But it doesn't have to end here! Sign up for the 7-day coding interview crash course and you'll get a free Interview Cake problem every week.
You're in!
Design a texting app.
Kind of like Snapchat. But with text messages, not pictures.
First step: figure out what's in scope for our app.
What questions should we ask?
Don't worry if you've never built a mobile app before—we'll just be talking about the app's overall design. No iOS or Android specifics.
What are we building? A web API? Website? Mobile app? Focus on the mobile app portion for now.
What phones do we support? Android? iOS? Don't focus on specific phones yet; that's a bit more detail than we want at this stage.
Who can we chat with? Assume you'll be chatting with other Tapchat users. Each user has a unique cell phone number.
Is there a length limit for texts sent over Tapchat? Yes: 280 characters. Just like tweets.

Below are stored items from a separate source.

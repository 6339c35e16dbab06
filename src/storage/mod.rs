//! Durable object storage for uploaded product images.

use async_trait::async_trait;
use thiserror::Error;

pub mod memory;
pub mod s3;

pub use memory::MemoryObjectStore;
pub use s3::S3ObjectStore;

/// Canned access control applied to a stored object.
#[derive(Debug, Clone, Copy, PartialEq, Eq)]
pub enum ObjectAcl {
    Private,
    PublicRead,
}

#[derive(Debug, Error)]
pub enum StorageError {
    /// The backend rejected or failed the request.
    #[error("object store request failed: {0}")]
    Backend(String),
}

pub type StorageResult<T> = Result<T, StorageError>;

/// Flat key namespace supporting single-shot writes.
#[async_trait]
pub trait ObjectStore: Send + Sync {
    /// Store `data` under `key`, replacing any previous object.
    async fn put_object(
        &self,
        key: &str,
        data: Vec<u8>,
        content_type: &str,
        acl: ObjectAcl,
    ) -> StorageResult<()>;
}
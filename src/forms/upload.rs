use actix_multipart::form::{MultipartForm, tempfile::TempFile};
use actix_web::error::BlockingError;
use actix_web::web;
use thiserror::Error;

/// Multipart body of the image upload; the file travels in field `data`.
///
/// The extractor limit sits above the 5 MiB rule so oversize files reach
/// validation and are reported like any other invalid input.
#[derive(MultipartForm)]
pub struct ProductImageUploadForm {
    #[multipart(limit = "10MB")]
    pub data: Option<TempFile>,
}

/// Raw upload as declared by the client, not yet validated.
#[derive(Debug, Clone)]
pub struct ImageUpload {
    pub bytes: Vec<u8>,
    pub content_type: Option<String>,
    pub size: u64,
}

#[derive(Debug, Error)]
pub enum UploadFormError {
    #[error("failed to read uploaded file: {0}")]
    ReadFailed(#[from] std::io::Error),
    #[error("failed to read uploaded file: {0}")]
    Blocking(#[from] BlockingError),
}

impl ProductImageUploadForm {
    /// Read the spooled file back on the blocking pool.
    ///
    /// Returns `None` when the request carried no `data` field.
    pub async fn into_upload(self) -> Result<Option<ImageUpload>, UploadFormError> {
        let Some(TempFile {
            file,
            content_type,
            size,
            ..
        }) = self.data
        else {
            return Ok(None);
        };

        let bytes = web::block(move || std::fs::read(file.path())).await??;

        Ok(Some(ImageUpload {
            bytes,
            content_type: content_type.map(|m| m.essence_str().to_string()),
            size: size as u64,
        }))
    }
}

#[cfg(test)]
mod tests {
    use super::*;
    use std::io::Write;
    use tempfile::NamedTempFile;

    fn spooled(bytes: &[u8]) -> TempFile {
        let mut file = NamedTempFile::new().unwrap();
        file.write_all(bytes).unwrap();
        TempFile {
            file,
            content_type: Some("image/png".parse().unwrap()),
            file_name: Some("dish.png".into()),
            size: bytes.len(),
        }
    }

    #[actix_web::test]
    async fn reads_spooled_file() {
        let form = ProductImageUploadForm {
            data: Some(spooled(&[1, 2, 3])),
        };
        let upload = form.into_upload().await.unwrap().unwrap();
        assert_eq!(upload.bytes, vec![1, 2, 3]);
        assert_eq!(upload.content_type.as_deref(), Some("image/png"));
        assert_eq!(upload.size, 3);
    }

    #[actix_web::test]
    async fn empty_file_is_still_an_upload() {
        let form = ProductImageUploadForm {
            data: Some(spooled(&[])),
        };
        let upload = form.into_upload().await.unwrap().unwrap();
        assert!(upload.bytes.is_empty());
        assert_eq!(upload.size, 0);
    }

    #[actix_web::test]
    async fn missing_field_yields_none() {
        let form = ProductImageUploadForm { data: None };
        assert!(form.into_upload().await.unwrap().is_none());
    }

    #[actix_web::test]
    async fn read_failure_keeps_the_cause() {
        let file = spooled(&[1]);
        std::fs::remove_file(file.file.path()).unwrap();
        let form = ProductImageUploadForm { data: Some(file) };

        let err = form.into_upload().await.unwrap_err();

        assert!(matches!(err, UploadFormError::ReadFailed(_)));
        let message = err.to_string();
        assert!(message.starts_with("failed to read uploaded file: "));
        assert!(message.len() > "failed to read uploaded file: ".len());
    }
}
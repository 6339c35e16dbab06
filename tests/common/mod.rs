//! Helpers for integration tests.

#![allow(dead_code)]

use appetizr_products::db::{DbPool, MIGRATIONS, establish_connection_pool};
use appetizr_products::schema::{categories, venue_profiles};
use diesel::prelude::*;
use diesel_migrations::MigrationHarness;
use tempfile::NamedTempFile;

/// Temporary database used in integration tests.
pub struct TestDb {
    _tempfile: NamedTempFile,
    pool: DbPool,
}

impl TestDb {
    pub fn new() -> Self {
        let tempfile = NamedTempFile::new().expect("Failed to create temp file");
        let pool = establish_connection_pool(tempfile.path().to_str().unwrap())
            .expect("Failed to establish SQLite connection.");
        let mut conn = pool
            .get()
            .expect("Failed to get SQLite connection from pool.");
        conn.run_pending_migrations(MIGRATIONS)
            .expect("Migrations failed");
        TestDb {
            _tempfile: tempfile,
            pool,
        }
    }

    pub fn pool(&self) -> DbPool {
        self.pool.clone()
    }

    /// Register a venue operator profile keyed by `(email, sub)`.
    pub fn add_venue(&self, email: &str, sub: &str, venue_id: &str) {
        let mut conn = self.pool.get().expect("should acquire DB connection");
        diesel::insert_into(venue_profiles::table)
            .values((
                venue_profiles::venue_email.eq(email),
                venue_profiles::cognito_id.eq(sub),
                venue_profiles::venue_id.eq(venue_id),
                venue_profiles::venue_name.eq(Some("Bangkok Corner")),
            ))
            .execute(&mut conn)
            .expect("should insert venue profile");
    }

    pub fn add_category(&self, id: &str, name: &str, category_type: &str) {
        let mut conn = self.pool.get().expect("should acquire DB connection");
        diesel::insert_into(categories::table)
            .values((
                categories::id.eq(id),
                categories::name.eq(name),
                categories::category_type.eq(category_type),
            ))
            .execute(&mut conn)
            .expect("should insert category");
    }
}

What features do we need to support? Let's focus on the basics: sending and receiving messages. If we have time, we'll build up more functionality in our app at the end.
How many people do we want to support? We'll come up with a specific estimate in a bit. Think big—there are seven billion phones in the world.
Alright, this should be enough to get us started. We're building a texting app where users can exchange messages with each other.
Next up: let's crunch some numbers to figure out how big our system will need to be.
How many users do we have? And how many chats does each person send per day?
All of our users have to have mobile phones (since we're building a mobile app). And there are roughly 7 billion phones in the world.
Of course, not all mobile users will use our app. Like Snapchat, we'll probably be most popular with people in their teens and 20's. If that's roughly a sixth of the total mobile population, then we're looking at a little over 1 billion target users.
We'd love to have all of those people use our app. But we also want to be realistic when building out our system.
Facebook has spread widely around the globe, and with over 2 billion users, they're reaching about a third of the population. So, let's say we'll get a third of our target audience. That puts us around 400 million users.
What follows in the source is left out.